(Stored data entries)
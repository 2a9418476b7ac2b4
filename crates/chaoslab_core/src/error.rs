use thiserror::Error;

/// Errors reported by the simulation and fractal models.
///
/// Numerical degeneracy (the near-singular denominator of the double-pendulum
/// equations of motion, or a variation evaluated at its pole) is deliberately
/// absent: it surfaces as non-finite values in the output arrays, and callers
/// detect it by checking finiteness.
#[derive(Debug, Clone, PartialEq, Error)]
pub enum Error {
    /// A caller-supplied argument is outside the documented domain.
    #[error("invalid argument: {0}")]
    InvalidArgument(String),

    /// A derived series was read before `solve` had produced one.
    #[error("`{0}` is unavailable: solve has not been called on this model")]
    Uninitialized(&'static str),

    /// The integrator consumed its step budget before reaching the end time.
    #[error("integrator exhausted its budget of {max_steps} steps at t = {t}")]
    StepBudgetExceeded { t: f64, max_steps: usize },
}

pub type Result<T> = std::result::Result<T, Error>;
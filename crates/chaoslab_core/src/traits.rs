/// Right-hand side of a first-order ODE system dy/dt = f(t, y).
///
/// Implementations must be pure functions of `(t, y)` and their fixed
/// parameters: the integrator evaluates them at sub-steps of its own
/// choosing, so hidden mutable state would corrupt the solution.
pub trait OdeSystem {
    /// Returns the dimension of the state space.
    fn dimension(&self) -> usize;

    /// Evaluates the vector field.
    /// t: current time
    /// y: current state
    /// dydt: buffer to write the state derivative
    fn apply(&self, t: f64, y: &[f64], dydt: &mut [f64]);
}
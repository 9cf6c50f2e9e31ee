use proc_macro::TokenStream;
use proc_macro2::TokenStream as TokenStream2;
use quote::{format_ident, quote};
use syn::{parse_macro_input, spanned::Spanned, FnArg, ItemFn, Pat, Signature, Type};

/// Transform an asynchronous test into a synchronous one and inject dependencies.
///
/// Every test gets a fresh [`crate::store::memory::MemoryStore`]. Injectable
/// dependencies are that store and a [`rocket::local::asynchronous::Client`]
/// for a server running over it, in any order.
#[proc_macro_attribute]
pub fn backend_test(args: TokenStream, input: TokenStream) -> TokenStream {
    if !args.is_empty() {
        return syn::Error::new(
            TokenStream2::from(args).span(),
            "`backend_test` takes no arguments",
        )
        .into_compile_error()
        .into();
    }

    let mut item_fn = parse_macro_input!(input as ItemFn);

    // Extract type information and reject invalid function signatures.
    let (test_args, has_client) = match check_sig(item_fn.sig.clone()) {
        Ok(args) => args,
        Err(err) => {
            return err.into_compile_error().into();
        }
    };

    // Rename the future so the test can have its original name.
    let name = item_fn.sig.ident.clone();
    let new_name = format_ident!("{}_fut", name);
    item_fn.sig.ident = new_name.clone();

    // Only ignite a server if the test talks to one.
    let maybe_client = if has_client {
        quote! {
            let rocket_client = rocket::local::asynchronous::Client::tracked(
                crate::rocket_for_stores(store.stores()),
            )
            .await
            .unwrap();
        }
    } else {
        TokenStream2::new()
    };

    // Rewrite the test function.
    quote! {
        #[test]
        fn #name() {
            /// The test itself.
            #item_fn

            log4rs_test_utils::test_logging::init_logging_once_for(
                ["ballotbox_backend"],
                None,
                None,
            );

            // Multi-threaded, so that tests can race requests against each other.
            let runtime = rocket::tokio::runtime::Builder::new_multi_thread()
                .thread_name("rocket-worker-test-thread")
                .worker_threads(2)
                .enable_all()
                .build()
                .unwrap();

            runtime.block_on(async {
                let store = crate::store::memory::MemoryStore::new();
                #maybe_client
                #new_name(#(#test_args),*).await;
            });
        }
    }
    .into()
}

/// Ensure the wrapped test is async, extract parameters to inject, and reject unknown parameters.
fn check_sig(sig: Signature) -> Result<(Vec<TokenStream2>, bool), syn::Error> {
    if sig.asyncness.is_none() {
        return Err(syn::Error::new(sig.span(), "Test must be marked `async`"));
    }

    let mut has_client = false;
    let mut has_store = false;
    let mut args = vec![];

    for input in &sig.inputs {
        if let FnArg::Typed(pat_type) = input {
            if let (Pat::Ident(_), Type::Path(type_path)) = (&*pat_type.pat, &*pat_type.ty) {
                // Valid as the last path segment for any type is itself
                let type_ident = &type_path.path.segments.last().unwrap().ident;
                if type_ident == "Client" {
                    if has_client {
                        return Err(syn::Error::new(
                            input.span(),
                            "Test cannot accept more than one `rocket::local::asynchronous::Client`",
                        ));
                    }
                    has_client = true;
                    args.push(quote! { rocket_client });
                    continue;
                } else if type_ident == "MemoryStore" {
                    if has_store {
                        return Err(syn::Error::new(
                            input.span(),
                            "Test cannot accept more than one `MemoryStore`",
                        ));
                    }
                    has_store = true;
                    args.push(quote! { store });
                    continue;
                }
            }
        }

        return Err(syn::Error::new(
            input.span(),
            "Expected one of `client_ident: Client` or `store_ident: MemoryStore`",
        ));
    }

    Ok((args, has_client))
}
#[macro_use]
extern crate rocket;

#[cfg(test)]
#[macro_use]
extern crate backend_test;

use rocket::{Build, Rocket};

pub mod api;
pub mod config;
pub mod error;
pub mod logging;
pub mod model;
pub mod store;
pub mod voting;

pub use config::Config;

use config::{ConfigFairing, StoreFairing};
use logging::LoggerFairing;

/// Build the server, with storage chosen by the `storage` config key.
pub fn build() -> Rocket<Build> {
    rocket::build()
        .mount("/", api::routes())
        .attach(ConfigFairing)
        .attach(StoreFairing)
        .attach(LoggerFairing)
}

/// Build a server over stores opened by the caller.
#[cfg(test)]
pub(crate) fn rocket_for_stores(stores: store::Stores) -> Rocket<Build> {
    let figment = rocket::Config::figment()
        .merge(("jwt_secret", "not a real secret"))
        .merge(("storage", "memory"));
    rocket::custom(figment)
        .mount("/", api::routes())
        .attach(ConfigFairing)
        .attach(LoggerFairing)
        .manage(stores)
}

--- Brief ---
What lines above contain the word "extern"? Return each such line.

--- Expected answer ---
extern crate rocket;
extern crate backend_test;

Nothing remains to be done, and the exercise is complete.